# Task description
Please copy out all the data. Every detail stays the same.
#### Available data
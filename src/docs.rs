// src/docs.rs

use utoipa::OpenApi;
use utoipa::openapi::security::{Http, HttpAuthScheme, SecurityScheme};
use crate::handlers;
use crate::models;
use crate::services;

#[derive(OpenApi)]
#[openapi(
    paths(
        // --- Auth ---
        handlers::auth::login,
        handlers::auth::logout,
        handlers::auth::first_password,
        handlers::auth::check_password_strength,

        // --- Session ---
        handlers::session::get_session,
        handlers::session::record_activity,
        handlers::session::get_view,
        handlers::session::dismiss_notification,

        // --- Clients ---
        handlers::clients::list_clients,
        handlers::clients::create_client,
        handlers::clients::update_client,
        handlers::clients::delete_client,

        // --- Orders ---
        handlers::orders::list_orders,
        handlers::orders::next_number,
        handlers::orders::create_order,
        handlers::orders::complete_order,
        handlers::orders::reopen_order,
        handlers::orders::delete_order,
        handlers::orders::print_order,
        handlers::orders::order_pdf,

        // --- Dashboard ---
        handlers::dashboard::get_dashboard,

        // --- Admin ---
        handlers::admin::list_invites,
        handlers::admin::create_invite,
        handlers::admin::delete_invite,
        handlers::admin::list_users,
        handlers::admin::update_role,
        handlers::admin::audit_trail,
    ),
    components(
        schemas(
            // --- Auth ---
            models::auth::Role,
            models::auth::UserProfile,
            models::auth::Identity,
            models::auth::UserSession,
            models::auth::LoginPayload,
            models::auth::FirstPasswordPayload,
            models::auth::UpdateRolePayload,
            models::auth::AuthResponse,
            handlers::auth::PasswordStrengthPayload,

            // --- Pré-cadastro ---
            models::pre_registration::PreRegistration,
            models::pre_registration::InviteRequest,
            models::pre_registration::PasswordRule,
            models::pre_registration::PasswordStrength,

            // --- Session / View ---
            services::idle::UserActivity,
            services::session::LogoutReason,
            handlers::session::ActivityPayload,
            models::view::ViewState,
            models::view::Screen,
            models::view::UserBadge,
            models::view::Notification,
            models::view::NotificationLevel,
            models::view::OrderDraft,

            // --- Clients ---
            models::client::Client,
            models::client::ClientInput,
            handlers::clients::CreatedResponse,

            // --- Orders ---
            models::order::Order,
            models::order::OrderStatus,
            models::order::OrderEvent,
            models::order::OrderAction,
            models::order::ClientSnapshot,
            models::order::OrderForm,
            models::order::CreateOrderPayload,
            models::order::OrderRow,
            services::order_workflow::CreatedOrder,
            handlers::orders::NextNumberResponse,
            handlers::orders::TransitionResponse,

            // --- Print ---
            models::print::PrintDocument,
            models::print::StudioInfo,
            models::print::ServiceGroup,
            models::print::LabeledValue,
            models::print::SignatureBlock,

            // --- Dashboard ---
            models::dashboard::DashboardSummary,
            models::dashboard::DashboardView,
            models::dashboard::ActivityEntry,
            models::dashboard::ActivityKind,

            // --- Audit ---
            models::audit::AuditEvent,
            models::audit::AuditEntry,
        )
    ),
    tags(
        (name = "Auth", description = "Login, logout e primeira senha"),
        (name = "Session", description = "Sessão ativa, inatividade e estado da interface"),
        (name = "Clients", description = "Cadastro de Clientes"),
        (name = "Orders", description = "Ordens de Serviço: numeração, status e impressão"),
        (name = "Dashboard", description = "Indicadores e Atividade Recente"),
        (name = "Admin", description = "Pré-cadastros, Papéis e Auditoria")
    ),
    modifiers(&SecurityAddon)
)]
pub struct ApiDoc;

struct SecurityAddon;

impl utoipa::Modify for SecurityAddon {
    fn modify(&self, openapi: &mut utoipa::openapi::OpenApi) {
        let components = openapi.components.get_or_insert_with(Default::default);
        components.add_security_scheme(
            "api_jwt",
            SecurityScheme::Http(
                Http::new(HttpAuthScheme::Bearer)
            ),
        );
    }
}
########
# Exercise result
filename src/docs.rs
// src/docs.rs

use utoipa::OpenApi;
use utoipa::openapi::security::{Http, HttpAuthScheme, SecurityScheme};
use crate::handlers;
use crate::models;
use crate::services;

#[derive(OpenApi)]
#[openapi(
    paths(
        // --- Auth ---
        handlers::auth::login,
        handlers::auth::logout,
        handlers::auth::first_password,
        handlers::auth::check_password_strength,

        // --- Session ---
        handlers::session::get_session,
        handlers::session::record_activity,
        handlers::session::get_view,
        handlers::session::dismiss_notification,

        // --- Clients ---
        handlers::clients::list_clients,
        handlers::clients::create_client,
        handlers::clients::update_client,
        handlers::clients::delete_client,

        // --- Orders ---
        handlers::orders::list_orders,
        handlers::orders::next_number,
        handlers::orders::create_order,
        handlers::orders::complete_order,
        handlers::orders::reopen_order,
        handlers::orders::delete_order,
        handlers::orders::print_order,
        handlers::orders::order_pdf,

        // --- Dashboard ---
        handlers::dashboard::get_dashboard,

        // --- Admin ---
        handlers::admin::list_invites,
        handlers::admin::create_invite,
        handlers::admin::delete_invite,
        handlers::admin::list_users,
        handlers::admin::update_role,
        handlers::admin::audit_trail,
    ),
    components(
        schemas(
            // --- Auth ---
            models::auth::Role,
            models::auth::UserProfile,
            models::auth::Identity,
            models::auth::UserSession,
            models::auth::LoginPayload,
            models::auth::FirstPasswordPayload,
            models::auth::UpdateRolePayload,
            models::auth::AuthResponse,
            handlers::auth::PasswordStrengthPayload,

            // --- Pré-cadastro ---
            models::pre_registration::PreRegistration,
            models::pre_registration::InviteRequest,
            models::pre_registration::PasswordRule,
            models::pre_registration::PasswordStrength,

            // --- Session / View ---
            services::idle::UserActivity,
            services::session::LogoutReason,
            handlers::session::ActivityPayload,
            models::view::ViewState,
            models::view::Screen,
            models::view::UserBadge,
            models::view::Notification,
            models::view::NotificationLevel,
            models::view::OrderDraft,

            // --- Clients ---
            models::client::Client,
            models::client::ClientInput,
            handlers::clients::CreatedResponse,

            // --- Orders ---
            models::order::Order,
            models::order::OrderStatus,
            models::order::OrderEvent,
            models::order::OrderAction,
            models::order::ClientSnapshot,
            models::order::OrderForm,
            models::order::CreateOrderPayload,
            models::order::OrderRow,
            services::order_workflow::CreatedOrder,
            handlers::orders::NextNumberResponse,
            handlers::orders::TransitionResponse,

            // --- Print ---
            models::print::PrintDocument,
            models::print::StudioInfo,
            models::print::ServiceGroup,
            models::print::LabeledValue,
            models::print::SignatureBlock,

            // --- Dashboard ---
            models::dashboard::DashboardSummary,
            models::dashboard::DashboardView,
            models::dashboard::ActivityEntry,
            models::dashboard::ActivityKind,

            // --- Audit ---
            models::audit::AuditEvent,
            models::audit::AuditEntry,
        )
    ),
    tags(
        (name = "Auth", description = "Login, logout e primeira senha"),
        (name = "Session", description = "Sessão ativa, inatividade e estado da interface"),
        (name = "Clients", description = "Cadastro de Clientes"),
        (name = "Orders", description = "Ordens de Serviço: numeração, status e impressão"),
        (name = "Dashboard", description = "Indicadores e Atividade Recente"),
        (name = "Admin", description = "Pré-cadastros, Papéis e Auditoria")
    ),
    modifiers(&SecurityAddon)
)]
pub struct ApiDoc;

struct SecurityAddon;

impl utoipa::Modify for SecurityAddon {
    fn modify(&self, openapi: &mut utoipa::openapi::OpenApi) {
        let components = openapi.components.get_or_insert_with(Default::default);
        components.add_security_scheme(
            "api_jwt",
            SecurityScheme::Http(
                Http::new(HttpAuthScheme::Bearer)
            ),
        );
    }
}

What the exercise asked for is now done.